A Hundred Years Ago, the Bauhaus Was a Radical Idea. Today, It’s Everywhere.

The Bauhaus school closed in 1933 after just 14 years in operation, but its influence remains all around us. In a century that was defined by giant leaps ahead in technology and design, the Bauhaus was there at every turn. Bauhaus, which translates simply to “house of building,” was a school in Germany, founded by the architect Walter Gropius. Gropius had served in the First World War, where he’d seen firsthand the horrors wrought by modern warfare, and was acutely aware of the power of new technology to drastically affect human life. In response to this experience, Gropius was determined to find a way to harness the technological marvels of the 20th century for good. When he was selected to lead an arts school in Weimar, he saw the opportunity to put this idea into practice.

Gropius founded the Bauhaus school in 1919 on the then-radical notion that arts and crafts could be taught and practiced side by side. He sought to blend art and design in practice, using new technology to mass produce objects and create ways of living that would transform the world for the better. Instead of classrooms and classical theory, the Bauhaus favoured hands-on creation in workshops. Instead of siloing its students into single areas, they were actively encouraged to cross boundaries and collaborate, experimenting in metalwork, bookbinding, theatre, weaving, and architecture.

“Let us therefore create a new guild of craftsmen, free of the divisive class pretensions that endeavoured to raise a prideful barrier between craftsmen and artists!” wrote Gropius in 1919. “Let us strive for, conceive and create the new building of the future that will unite every discipline, architecture and sculpture and painting, and which will one day rise heavenwards from the million hands of craftsmen as a clear symbol of a new belief to come.”

The Bauhaus attracted some of the most progressive thinkers in Germany to its faculty, among them the painters Paul Klee and Wassily Kandinsky, the avant-garde choreographer Oskar Schlemmer, and the architect Ludwig Mies van der Rohe. Together, through their work and the work of those they inspired, they would lay the foundations for the modern era of design. They would design skyscrapers and appliances, furniture and typefaces, and establish a new design language based on the idea that when form follows function, beauty is the result.

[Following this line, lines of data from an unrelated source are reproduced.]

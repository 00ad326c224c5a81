//! Local file enumeration.

use crate::error::{Result, SweepError};
use ignore::{WalkBuilder, WalkState};
use std::path::{Path, PathBuf};
use tracing::{debug, warn};

/// Lists every non-directory entry under `root`, recursively.
///
/// Hidden files are included and no ignore files are consulted; the walk
/// mirrors what is on disk. Symbolic links are listed but not followed.
/// Entries that cannot be read are logged and skipped. Order is unspecified.
pub fn list_files(root: &Path) -> Result<Vec<PathBuf>> {
    list_files_with_threads(root, num_cpus::get())
}

pub fn list_files_with_threads(root: &Path, threads: usize) -> Result<Vec<PathBuf>> {
    if !root.is_dir() {
        return Err(SweepError::Scan {
            root: root.to_path_buf(),
            message: "not a directory".to_string(),
        });
    }

    let walker = WalkBuilder::new(root)
        .hidden(false)
        .ignore(false)
        .git_ignore(false)
        .git_global(false)
        .git_exclude(false)
        .parents(false)
        .follow_links(false)
        .threads(threads.max(1))
        .build_parallel();

    let (tx, rx) = crossbeam_channel::unbounded::<PathBuf>();
    walker.run(|| {
        let tx = tx.clone();
        Box::new(move |entry| {
            match entry {
                Ok(entry) => {
                    let is_dir = entry.file_type().is_some_and(|ft| ft.is_dir());
                    if !is_dir && tx.send(entry.into_path()).is_err() {
                        return WalkState::Quit;
                    }
                }
                Err(e) => warn!("Skipping unreadable entry: {}", e),
            }
            WalkState::Continue
        })
    });
    drop(tx);

    let files: Vec<PathBuf> = rx.into_iter().collect();
    debug!("Found {} local files under {}", files.len(), root.display());
    Ok(files)
}
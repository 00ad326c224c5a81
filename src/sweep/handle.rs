//! Background worker that owns a sweep.
//!
//! The sweep runs on its own thread with its own multi-threaded runtime and
//! outlives any observer. Every error or panic is turned into a message on the
//! progress error queue; nothing escapes to the host process. There is no
//! cancellation: dropping the handle detaches the worker.

use crate::config::SweepOptions;
use crate::error::Result;
use crate::progress::SweepProgress;
use crate::sweep::{Sweep, SweepSummary};
use std::io;
use std::panic::{self, AssertUnwindSafe};
use std::sync::Arc;
use std::thread::{self, JoinHandle};
use tracing::error;

pub struct Sweeper;

impl Sweeper {
    pub fn spawn(options: SweepOptions) -> io::Result<SweepHandle> {
        let progress = Arc::new(SweepProgress::new());
        let worker_progress = progress.clone();

        let thread = thread::Builder::new()
            .name("p4sweep-worker".to_string())
            .spawn(move || run_worker(options, worker_progress))?;

        Ok(SweepHandle { progress, thread })
    }
}

fn run_worker(options: SweepOptions, progress: Arc<SweepProgress>) -> Option<SweepSummary> {
    let outcome = panic::catch_unwind(AssertUnwindSafe(|| -> Result<SweepSummary> {
        let runtime = tokio::runtime::Builder::new_multi_thread()
            .enable_all()
            .thread_name("p4sweep-runtime")
            .build()?;
        let sweep = Sweep::new(options, progress.clone());
        runtime.block_on(sweep.run())
    }));

    match outcome {
        Ok(Ok(summary)) => Some(summary),
        Ok(Err(e)) => {
            error!("{}", e);
            progress.set_status("Error");
            progress.push_error(e.to_string());
            None
        }
        Err(payload) => {
            let message = payload
                .downcast_ref::<&str>()
                .map(|s| s.to_string())
                .or_else(|| payload.downcast_ref::<String>().cloned())
                .unwrap_or_else(|| "unknown panic".to_string());
            error!("Sweep worker panicked: {}", message);
            progress.set_status("Error");
            progress.push_error(format!("Sweep worker panicked: {}", message));
            None
        }
    }
}

pub struct SweepHandle {
    progress: Arc<SweepProgress>,
    thread: JoinHandle<Option<SweepSummary>>,
}

impl SweepHandle {
    pub fn progress(&self) -> &Arc<SweepProgress> {
        &self.progress
    }

    pub fn is_finished(&self) -> bool {
        self.thread.is_finished()
    }

    /// Waits for the worker. `None` means the sweep stopped on an error,
    /// which is waiting on the progress error queue.
    pub fn join(self) -> Option<SweepSummary> {
        match self.thread.join() {
            Ok(summary) => summary,
            Err(_) => {
                self.progress.push_error("Sweep worker terminated abnormally");
                None
            }
        }
    }
}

“The principles of Bauhaus are in the chair you’re sitting on, the smartphone in your pocket, the car you drive, and the glass condo tower you see outside your window.”

Not everyone was happy with what was going on at the school. As Germany struggled to rebuild its shattered economy and identity after the First World War, institutions like the Bauhaus were torn between opposing forces of conservatism and liberalism. On one side, conservatives believed in preserving classical German values and rebuilding Germany as a global power, while the progressives on the other side embraced new ideas of international socialism and cosmopolitanism. The firmly leftist Bauhaus—whose members included communists, Jews, homosexuals and other enemies of the burgeoning Nazi movement—had its funding slashed by the right wing local government and was forced to relocate to the industrial city of Dessau in 1924. While this move resulted in the school’s most fruitful and influential period, political pressure from the Nazis forced the school to move yet again in 1933, and close its doors for good a year later.

But the radical ideologies and philosophies that the Bauhaus fostered weren’t so easy to contain. As faculty and students fled Germany and spread across the world, Bauhaus architecture began to appear in New York, London, Chicago, Geneva and Tel Aviv. Former faculty members took positions at other prestigious schools in the US and Europe, and continued to teach, inspiring a new generation of artists, craftspeople and designers. 

It’s thanks in a large part from these teachings that the modern world emerged. The principles of Bauhaus are in the chair you’re sitting on, the smartphone in your pocket, the car you drive and the glass condo tower you see outside your window. Wherever functional modernism replaced ornamental classicism, Bauhaus was there.

The buildings and objects that follow represent the places where that ideology was made real. The fact that they remain as vital and fresh today as they were a century ago is a testament to just how powerful those ideas remain.

Dessau School, Walter Gropius, 1926

When the Bauhaus moved to Dessau, Walter Gropius had a clean slate to express his ideas for what an institution could be. The result was a building that embodied the principles of Bauhaus design in reinforced concrete and glass.

“The school itself is an amazing building,” says Peter Clewes, architect and principal of design firm architectsAlliance. “It wasn’t part of any prescribed architectural style. It was really a liberation of cultural expression.”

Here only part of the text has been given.